HARRIS COLLECTED several of the sheets and took them home with him. He sent copies to The Gazette. "I have been a victim of credit-card theft, so I understand what can happen," Harris said. "My wallet was stolen in Italy, and within two hours, someone had charged more than $1,000 to my credit card. We have to do things to protect our credit cards, but businesses need to take precautions to protect our privacy, as well."

The business is JDB Associates Ltd. (Hotels and Resorts Marketing). Stephen Baer and his wife own JDB Associates on North Alfred Street. "This certainly is not the way we handle client records," Baer said. "We have been moving from one office to another and took several boxes of old brochures to the recycling center. My guess is that some old records got mixed in with the brochures that we were disposing of. That's the only thing that makes any sense."
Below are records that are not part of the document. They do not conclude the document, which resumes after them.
use std::collections::BTreeMap;

use petal_core::{MacroHandle, MessageRecord, RenderErrorKind, TplValue};
use rhai::{Array, Dynamic, Engine, EvalAltResult, ImmutableString, Map, FLOAT, INT};

use crate::repeat::RepeatItem;

/// Pre-escaped string marker inside the expression engine; the
/// counterpart of `TplValue::Markup`.
#[derive(Debug, Clone)]
pub struct MarkupDyn(pub String);

/// The default sentinel inside the expression engine.
#[derive(Debug, Clone)]
pub struct DefaultDyn;

#[derive(Debug, Clone)]
pub struct MacroDyn(pub MacroHandle);

#[derive(Debug, Clone)]
pub struct MessageDyn(pub MessageRecord);

pub fn value_to_dynamic(value: &TplValue) -> Dynamic {
    match value {
        TplValue::None => Dynamic::UNIT,
        TplValue::Default => Dynamic::from(DefaultDyn),
        TplValue::Bool(value) => Dynamic::from_bool(*value),
        TplValue::Int(value) => Dynamic::from_int(*value),
        TplValue::Float(value) => Dynamic::from_float(*value as FLOAT),
        TplValue::Str(value) => Dynamic::from(value.clone()),
        TplValue::Markup(value) => Dynamic::from(MarkupDyn(value.clone())),
        TplValue::Array(values) => {
            let mut array = Array::new();
            for value in values {
                array.push(value_to_dynamic(value));
            }
            Dynamic::from_array(array)
        }
        TplValue::Map(values) => {
            let mut map = Map::new();
            for (key, value) in values {
                map.insert(key.clone().into(), value_to_dynamic(value));
            }
            Dynamic::from_map(map)
        }
        TplValue::Message(message) => Dynamic::from(MessageDyn((**message).clone())),
        TplValue::Macro(handle) => Dynamic::from(MacroDyn(handle.clone())),
    }
}

pub fn dynamic_to_value(value: Dynamic) -> Result<TplValue, RenderErrorKind> {
    if value.is_unit() {
        return Ok(TplValue::None);
    }
    if value.is::<bool>() {
        return Ok(TplValue::Bool(value.cast::<bool>()));
    }
    if value.is::<INT>() {
        return Ok(TplValue::Int(value.cast::<INT>()));
    }
    if value.is::<FLOAT>() {
        return Ok(TplValue::Float(value.cast::<FLOAT>()));
    }
    if value.is::<ImmutableString>() {
        return Ok(TplValue::Str(value.cast::<ImmutableString>().to_string()));
    }
    if value.is::<char>() {
        return Ok(TplValue::Str(value.cast::<char>().to_string()));
    }
    if value.is::<MarkupDyn>() {
        return Ok(TplValue::Markup(value.cast::<MarkupDyn>().0));
    }
    if value.is::<DefaultDyn>() {
        return Ok(TplValue::Default);
    }
    if value.is::<MacroDyn>() {
        return Ok(TplValue::Macro(value.cast::<MacroDyn>().0));
    }
    if value.is::<MessageDyn>() {
        return Ok(TplValue::Message(Box::new(value.cast::<MessageDyn>().0)));
    }
    if value.is::<Array>() {
        let array = value.cast::<Array>();
        let mut out = Vec::with_capacity(array.len());
        for item in array {
            out.push(dynamic_to_value(item)?);
        }
        return Ok(TplValue::Array(out));
    }
    if value.is::<Map>() {
        let map = value.cast::<Map>();
        let mut out = BTreeMap::new();
        for (key, item) in map {
            out.insert(key.to_string(), dynamic_to_value(item)?);
        }
        return Ok(TplValue::Map(out));
    }
    if value.is::<RepeatItem>() {
        let item = value.cast::<RepeatItem>();
        return Ok(TplValue::Int(item.number()));
    }
    Err(RenderErrorKind::Type)
}

/// Map an evaluator failure onto the original-exception kinds the pipe
/// operator understands.
pub fn kind_of_eval_error(error: &EvalAltResult) -> RenderErrorKind {
    match error {
        EvalAltResult::ErrorVariableNotFound(..) | EvalAltResult::ErrorFunctionNotFound(..) => {
            RenderErrorKind::Name
        }
        EvalAltResult::ErrorPropertyNotFound(..) | EvalAltResult::ErrorDotExpr(..) => {
            RenderErrorKind::Attribute
        }
        EvalAltResult::ErrorIndexNotFound(..)
        | EvalAltResult::ErrorArrayBounds(..)
        | EvalAltResult::ErrorStringBounds(..) => RenderErrorKind::Lookup,
        EvalAltResult::ErrorMismatchDataType(..)
        | EvalAltResult::ErrorMismatchOutputType(..)
        | EvalAltResult::ErrorIndexingType(..) => RenderErrorKind::Type,
        EvalAltResult::ErrorArithmetic(..) => RenderErrorKind::Value,
        EvalAltResult::ErrorInFunctionCall(_, _, inner, _) => kind_of_eval_error(inner),
        EvalAltResult::ErrorSystem(..)
        | EvalAltResult::ErrorTerminated(..)
        | EvalAltResult::ErrorStackOverflow(..)
        | EvalAltResult::ErrorDataRace(..) => RenderErrorKind::Internal,
        _ => RenderErrorKind::Other,
    }
}

/// Build the expression engine: strict missing-member failures, the
/// non-redefinable builtins, and the runtime's marker types.
pub fn build_engine() -> Engine {
    let mut engine = Engine::new();
    engine.set_fail_on_invalid_map_property(true);

    engine.register_type_with_name::<MarkupDyn>("Markup");
    engine.register_fn("to_string", |markup: &mut MarkupDyn| markup.0.clone());

    engine.register_type_with_name::<DefaultDyn>("Default");
    engine.register_type_with_name::<MacroDyn>("MacroRef");

    engine.register_type_with_name::<MessageDyn>("Message");
    engine.register_get("msgid", |message: &mut MessageDyn| message.0.msgid.clone());

    engine.register_type_with_name::<RepeatItem>("RepeatItem");
    engine.register_get("index", |item: &mut RepeatItem| item.index as INT);
    engine.register_get("number", |item: &mut RepeatItem| item.number());
    engine.register_get("length", |item: &mut RepeatItem| item.length as INT);
    engine.register_get("even", |item: &mut RepeatItem| item.even());
    engine.register_get("odd", |item: &mut RepeatItem| item.odd());
    engine.register_get("parity", |item: &mut RepeatItem| item.parity().to_string());
    engine.register_get("start", |item: &mut RepeatItem| item.start());
    engine.register_get("end", |item: &mut RepeatItem| item.end());
    engine.register_get("first", |item: &mut RepeatItem| item.first(""));
    engine.register_get("last", |item: &mut RepeatItem| item.last(""));
    engine.register_get("letter", |item: &mut RepeatItem| item.letter());
    engine.register_get("Letter", |item: &mut RepeatItem| item.letter_upper());
    engine.register_get("roman", |item: &mut RepeatItem| item.roman());
    engine.register_get("Roman", |item: &mut RepeatItem| item.roman_upper());
    engine.register_fn("first", |item: &mut RepeatItem, key: &str| item.first(key));
    engine.register_fn("last", |item: &mut RepeatItem, key: &str| item.last(key));

    engine.register_fn("len", |value: Dynamic| -> Result<INT, Box<EvalAltResult>> {
        if value.is::<Array>() {
            return Ok(value.cast::<Array>().len() as INT);
        }
        if value.is::<Map>() {
            return Ok(value.cast::<Map>().len() as INT);
        }
        if value.is::<ImmutableString>() {
            return Ok(value.cast::<ImmutableString>().chars().count() as INT);
        }
        Err(Box::new(EvalAltResult::ErrorMismatchDataType(
            "array, map or string".to_string(),
            value.type_name().to_string(),
            rhai::Position::NONE,
        )))
    });

    engine.register_fn("int", |value: Dynamic| -> Result<INT, Box<EvalAltResult>> {
        if value.is::<INT>() {
            return Ok(value.cast::<INT>());
        }
        if value.is::<FLOAT>() {
            return Ok(value.cast::<FLOAT>() as INT);
        }
        if value.is::<bool>() {
            return Ok(INT::from(value.cast::<bool>()));
        }
        if value.is::<ImmutableString>() {
            let text = value.cast::<ImmutableString>();
            return text.trim().parse::<INT>().map_err(|_| {
                Box::new(EvalAltResult::ErrorMismatchDataType(
                    "integer text".to_string(),
                    format!("\"{}\"", text),
                    rhai::Position::NONE,
                ))
            });
        }
        Err(Box::new(EvalAltResult::ErrorMismatchDataType(
            "number".to_string(),
            value.type_name().to_string(),
            rhai::Position::NONE,
        )))
    });

    engine.register_fn(
        "float",
        |value: Dynamic| -> Result<FLOAT, Box<EvalAltResult>> {
            if value.is::<FLOAT>() {
                return Ok(value.cast::<FLOAT>());
            }
            if value.is::<INT>() {
                return Ok(value.cast::<INT>() as FLOAT);
            }
            if value.is::<ImmutableString>() {
                let text = value.cast::<ImmutableString>();
                return text.trim().parse::<FLOAT>().map_err(|_| {
                    Box::new(EvalAltResult::ErrorMismatchDataType(
                        "float text".to_string(),
                        format!("\"{}\"", text),
                        rhai::Position::NONE,
                    ))
                });
            }
            Err(Box::new(EvalAltResult::ErrorMismatchDataType(
                "number".to_string(),
                value.type_name().to_string(),
                rhai::Position::NONE,
            )))
        },
    );

    engine.register_fn("range", |count: INT| -> Array {
        (0..count.max(0)).map(Dynamic::from_int).collect()
    });
    engine.register_fn("range", |start: INT, end: INT| -> Array {
        (start..end.max(start)).map(Dynamic::from_int).collect()
    });
    engine.register_fn("str", |value: Dynamic| -> String {
        match dynamic_to_value(value) {
            Ok(converted) => converted.to_text(),
            Err(_) => String::new(),
        }
    });

    engine
}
According to police spokesman Amy Bertsch, the company's owner acknowledged the mistake and would welcome someone from the police department to come in to talk to personnel about identity theft and ways to prevent it. "He was very responsive to that suggestion," said Bertsch.

Jennifer De Long, director of the city's recycling programs, noted, "Many small businesses use the recycling center on Wheeler Avenue. As a matter of fact, more businesses use that facility than do residents. We encourage small businesses to shred documents, place shredded material in clear plastic bags and then place the plastic bags in the open recycling containers. Most businesses do this."
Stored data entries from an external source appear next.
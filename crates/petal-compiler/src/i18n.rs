pub use petal_core::normalize_msgid;

/// Lexically inherited translation context. Macro and slot boundaries
/// do not reset it; it follows the source tree, not the render tree.
#[derive(Debug, Clone, Default)]
pub struct I18nContext {
    pub domain: Option<String>,
    pub context: Option<String>,
    pub source: Option<String>,
    pub target: Option<String>,
}
#[cfg(test)]
mod tests {
    use super::*;

    fn kinds(source: &str) -> Vec<TokenKind> {
        tokenize(source)
            .expect("tokenize should pass")
            .into_iter()
            .map(|token| token.kind)
            .collect()
    }

    #[test]
    fn tokens_cover_source_exactly() {
        let source = "<p class=\"x\">Hi &amp; bye</p>";
        let tokens = tokenize(source).expect("tokenize should pass");
        let reassembled: String = tokens.iter().map(|token| token.text.as_str()).collect();
        assert_eq!(reassembled, source);
    }

    #[test]
    fn start_tag_produces_open_attribute_and_close_tokens() {
        let tokens = kinds("<a href='/x' download>k</a>");
        assert!(matches!(&tokens[0], TokenKind::StartTagOpen { name } if name == "a"));
        let TokenKind::Attribute(href) = &tokens[1] else {
            panic!("expected href attribute");
        };
        assert_eq!(href.name, "href");
        assert_eq!(href.raw_value.as_deref(), Some("/x"));
        assert_eq!(href.quote, "'");
        let TokenKind::Attribute(bare) = &tokens[2] else {
            panic!("expected bare attribute");
        };
        assert_eq!(bare.name, "download");
        assert_eq!(bare.raw_value, None);
        assert!(matches!(tokens[3], TokenKind::TagClose { self_closing: false }));
        assert!(matches!(&tokens[5], TokenKind::EndTag { name } if name == "a"));
    }

    #[test]
    fn angle_brackets_inside_quoted_values_are_accepted() {
        let tokens = tokenize("<p title=\"a < b > c\"/>").expect("tokenize should pass");
        let TokenKind::Attribute(attr) = &tokens[1].kind else {
            panic!("expected attribute");
        };
        assert_eq!(attr.raw_value.as_deref(), Some("a < b > c"));
        assert!(matches!(tokens[2].kind, TokenKind::TagClose { self_closing: true }));
    }

    #[test]
    fn comment_variants_are_classified() {
        assert!(matches!(
            kinds("<!-- plain -->")[0],
            TokenKind::Comment {
                variant: CommentVariant::Standard
            }
        ));
        assert!(matches!(
            kinds("<!--! dropped -->")[0],
            TokenKind::Comment {
                variant: CommentVariant::Drop
            }
        ));
        assert!(matches!(
            kinds("<!--? verbatim -->")[0],
            TokenKind::Comment {
                variant: CommentVariant::Verbatim
            }
        ));
    }

    #[test]
    fn double_hyphen_inside_comment_is_a_hard_error() {
        let error = tokenize("<!-- a -- b -->").expect_err("should fail");
        assert!(error.to_string().contains("--"));
    }

    #[test]
    fn python_code_block_is_a_processing_instruction() {
        let tokens = tokenize("<?python x = 1 ?>").expect("tokenize should pass");
        let TokenKind::ProcessingInstruction { target, content } = &tokens[0].kind else {
            panic!("expected a processing instruction");
        };
        assert_eq!(target, "python");
        assert_eq!(content.trim(), "x = 1");
    }

    #[test]
    fn xml_declaration_cdata_and_doctype_are_recognized() {
        let source = "<?xml version=\"1.0\" encoding=\"utf-8\"?>\n<!DOCTYPE html>\n<x><![CDATA[a < b]]></x>";
        let tokens = kinds(source);
        assert!(matches!(tokens[0], TokenKind::XmlDecl));
        assert!(matches!(tokens[2], TokenKind::Doctype));
        assert!(tokens.iter().any(|kind| matches!(kind, TokenKind::Cdata)));
    }

    #[test]
    fn entity_references_are_separate_tokens() {
        let tokens = tokenize("a &amp; b &#169; &bogus text").expect("tokenize should pass");
        let entities: Vec<&str> = tokens
            .iter()
            .filter(|token| matches!(token.kind, TokenKind::EntityRef))
            .map(|token| token.text.as_str())
            .collect();
        assert_eq!(entities, vec!["&amp;", "&#169;"]);
    }

    #[test]
    fn carriage_return_and_tab_count_as_whitespace_in_tags() {
        let tokens = tokenize("<p\r\n\tclass=\"x\"\t>y</p>").expect("tokenize should pass");
        assert!(tokens
            .iter()
            .any(|token| matches!(&token.kind, TokenKind::Attribute(attr) if attr.name == "class")));
    }

    #[test]
    fn unterminated_constructs_cite_the_input() {
        assert!(tokenize("<p").is_err());
        assert!(tokenize("<!-- never closed").is_err());
        assert!(tokenize("<p class=\"x>").is_err());
        assert!(tokenize("</>").is_err());
    }
}
pub mod bridge;
pub mod engine;
pub mod escape;
pub mod repeat;
pub mod scope;
pub mod translate;

pub use engine::{MacroResolver, RenderEngine, RenderOptions};
pub use escape::{escape_attribute, escape_html};
pub use repeat::{RepeatDict, RepeatItem};
pub use scope::ScopeStack;
pub use translate::{NullTranslator, Translator};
Sgt. Robyn Nichols, supervisor of the white-collar crimes unit with the Alexandria Police Department, said she has five detectives who are kept busy investigating these types of crimes.

"This is exactly the type of incident we want to prevent," Nichols said. "Businesses have a responsibility to protect their clients’ personal data. Shredders are not that costly and should be used on all documents that contain personal information."

NICHOLS HAD SOME advice for consumers as well. "Don't leave bills in open mailboxes. If you cannot place them in a locked mailbox, take them to the post office. Also, don't have your Social Security number or telephone number printed on your bank checks. Get a control number from the Department of Motor Vehicles as your driver's license number, instead of using your Social Security number. Don't throw away bank or credit card receipts without shredding them," she said.